(Beginning of DATA SHOWN)

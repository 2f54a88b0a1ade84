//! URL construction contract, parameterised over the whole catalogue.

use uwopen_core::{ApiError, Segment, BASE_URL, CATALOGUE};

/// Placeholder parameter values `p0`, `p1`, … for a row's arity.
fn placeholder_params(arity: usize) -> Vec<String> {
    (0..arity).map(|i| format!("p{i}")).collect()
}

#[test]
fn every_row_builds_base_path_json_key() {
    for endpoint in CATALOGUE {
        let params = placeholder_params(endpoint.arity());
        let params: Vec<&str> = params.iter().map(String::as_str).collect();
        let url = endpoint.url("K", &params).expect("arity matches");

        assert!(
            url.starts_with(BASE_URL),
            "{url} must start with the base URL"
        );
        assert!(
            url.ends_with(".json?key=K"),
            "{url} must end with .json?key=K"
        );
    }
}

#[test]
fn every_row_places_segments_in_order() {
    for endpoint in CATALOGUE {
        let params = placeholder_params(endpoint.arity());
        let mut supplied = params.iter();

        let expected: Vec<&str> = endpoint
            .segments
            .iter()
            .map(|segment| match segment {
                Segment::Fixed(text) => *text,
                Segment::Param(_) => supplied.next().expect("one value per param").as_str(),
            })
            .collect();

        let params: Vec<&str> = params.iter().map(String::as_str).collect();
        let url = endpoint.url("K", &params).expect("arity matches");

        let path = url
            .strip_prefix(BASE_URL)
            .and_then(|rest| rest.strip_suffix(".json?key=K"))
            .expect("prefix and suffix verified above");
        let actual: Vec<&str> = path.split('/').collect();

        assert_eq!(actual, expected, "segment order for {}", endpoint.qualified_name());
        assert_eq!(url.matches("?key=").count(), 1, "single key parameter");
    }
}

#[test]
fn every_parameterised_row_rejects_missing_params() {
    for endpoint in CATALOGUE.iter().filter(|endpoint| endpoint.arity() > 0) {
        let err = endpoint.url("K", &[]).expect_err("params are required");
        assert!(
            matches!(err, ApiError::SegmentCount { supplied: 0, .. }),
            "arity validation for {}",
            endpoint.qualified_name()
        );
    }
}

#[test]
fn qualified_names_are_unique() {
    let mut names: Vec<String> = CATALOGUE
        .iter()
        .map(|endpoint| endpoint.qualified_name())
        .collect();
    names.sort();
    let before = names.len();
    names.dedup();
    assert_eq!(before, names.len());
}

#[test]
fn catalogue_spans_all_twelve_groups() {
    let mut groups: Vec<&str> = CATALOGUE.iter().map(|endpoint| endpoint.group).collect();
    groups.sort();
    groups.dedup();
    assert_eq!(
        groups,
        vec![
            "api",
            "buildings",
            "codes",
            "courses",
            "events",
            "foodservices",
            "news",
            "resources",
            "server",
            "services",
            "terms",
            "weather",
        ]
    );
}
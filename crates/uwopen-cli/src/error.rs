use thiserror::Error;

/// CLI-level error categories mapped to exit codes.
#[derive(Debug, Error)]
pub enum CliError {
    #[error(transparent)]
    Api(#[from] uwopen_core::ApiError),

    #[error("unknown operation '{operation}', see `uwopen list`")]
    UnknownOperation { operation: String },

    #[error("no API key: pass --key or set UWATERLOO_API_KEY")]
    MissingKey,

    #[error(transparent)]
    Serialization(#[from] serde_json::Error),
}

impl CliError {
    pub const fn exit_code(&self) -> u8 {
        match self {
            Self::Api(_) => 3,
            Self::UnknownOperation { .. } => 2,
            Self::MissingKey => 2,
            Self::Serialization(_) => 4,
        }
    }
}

(End of DATA SHOWN)

__DESCRIPTION OF THE TASK__
Print each entry above exactly as given.

__WORKED SOLUTION__
repository 2f54a88b0a1ade84
//! URL construction contract, parameterised over the whole catalogue.

use uwopen_core::{ApiError, Segment, BASE_URL, CATALOGUE};

/// Placeholder parameter values `p0`, `p1`, … for a row's arity.
fn placeholder_params(arity: usize) -> Vec<String> {
    (0..arity).map(|i| format!("p{i}")).collect()
}

#[test]
fn every_row_builds_base_path_json_key() {
    for endpoint in CATALOGUE {
        let params = placeholder_params(endpoint.arity());
        let params: Vec<&str> = params.iter().map(String::as_str).collect();
        let url = endpoint.url("K", &params).expect("arity matches");

        assert!(
            url.starts_with(BASE_URL),
            "{url} must start with the base URL"
        );
        assert!(
            url.ends_with(".json?key=K"),
            "{url} must end with .json?key=K"
        );
    }
}

#[test]
fn every_row_places_segments_in_order() {
    for endpoint in CATALOGUE {
        let params = placeholder_params(endpoint.arity());
        let mut supplied = params.iter();

        let expected: Vec<&str> = endpoint
            .segments
            .iter()
            .map(|segment| match segment {
                Segment::Fixed(text) => *text,
                Segment::Param(_) => supplied.next().expect("one value per param").as_str(),
            })
            .collect();

        let params: Vec<&str> = params.iter().map(String::as_str).collect();
        let url = endpoint.url("K", &params).expect("arity matches");

        let path = url
            .strip_prefix(BASE_URL)
            .and_then(|rest| rest.strip_suffix(".json?key=K"))
            .expect("prefix and suffix verified above");
        let actual: Vec<&str> = path.split('/').collect();

        assert_eq!(actual, expected, "segment order for {}", endpoint.qualified_name());
        assert_eq!(url.matches("?key=").count(), 1, "single key parameter");
    }
}

#[test]
fn every_parameterised_row_rejects_missing_params() {
    for endpoint in CATALOGUE.iter().filter(|endpoint| endpoint.arity() > 0) {
        let err = endpoint.url("K", &[]).expect_err("params are required");
        assert!(
            matches!(err, ApiError::SegmentCount { supplied: 0, .. }),
            "arity validation for {}",
            endpoint.qualified_name()
        );
    }
}

#[test]
fn qualified_names_are_unique() {
    let mut names: Vec<String> = CATALOGUE
        .iter()
        .map(|endpoint| endpoint.qualified_name())
        .collect();
    names.sort();
    let before = names.len();
    names.dedup();
    assert_eq!(before, names.len());
}

#[test]
fn catalogue_spans_all_twelve_groups() {
    let mut groups: Vec<&str> = CATALOGUE.iter().map(|endpoint| endpoint.group).collect();
    groups.sort();
    groups.dedup();
    assert_eq!(
        groups,
        vec![
            "api",
            "buildings",
            "codes",
            "courses",
            "events",
            "foodservices",
            "news",
            "resources",
            "server",
            "services",
            "terms",
            "weather",
        ]
    );
}
filename crates/uwopen-cli/src/error.rs
use thiserror::Error;

/// CLI-level error categories mapped to exit codes.
#[derive(Debug, Error)]
pub enum CliError {
    #[error(transparent)]
    Api(#[from] uwopen_core::ApiError),

    #[error("unknown operation '{operation}', see `uwopen list`")]
    UnknownOperation { operation: String },

    #[error("no API key: pass --key or set UWATERLOO_API_KEY")]
    MissingKey,

    #[error(transparent)]
    Serialization(#[from] serde_json::Error),
}

impl CliError {
    pub const fn exit_code(&self) -> u8 {
        match self {
            Self::Api(_) => 3,
            Self::UnknownOperation { .. } => 2,
            Self::MissingKey => 2,
            Self::Serialization(_) => 4,
        }
    }
}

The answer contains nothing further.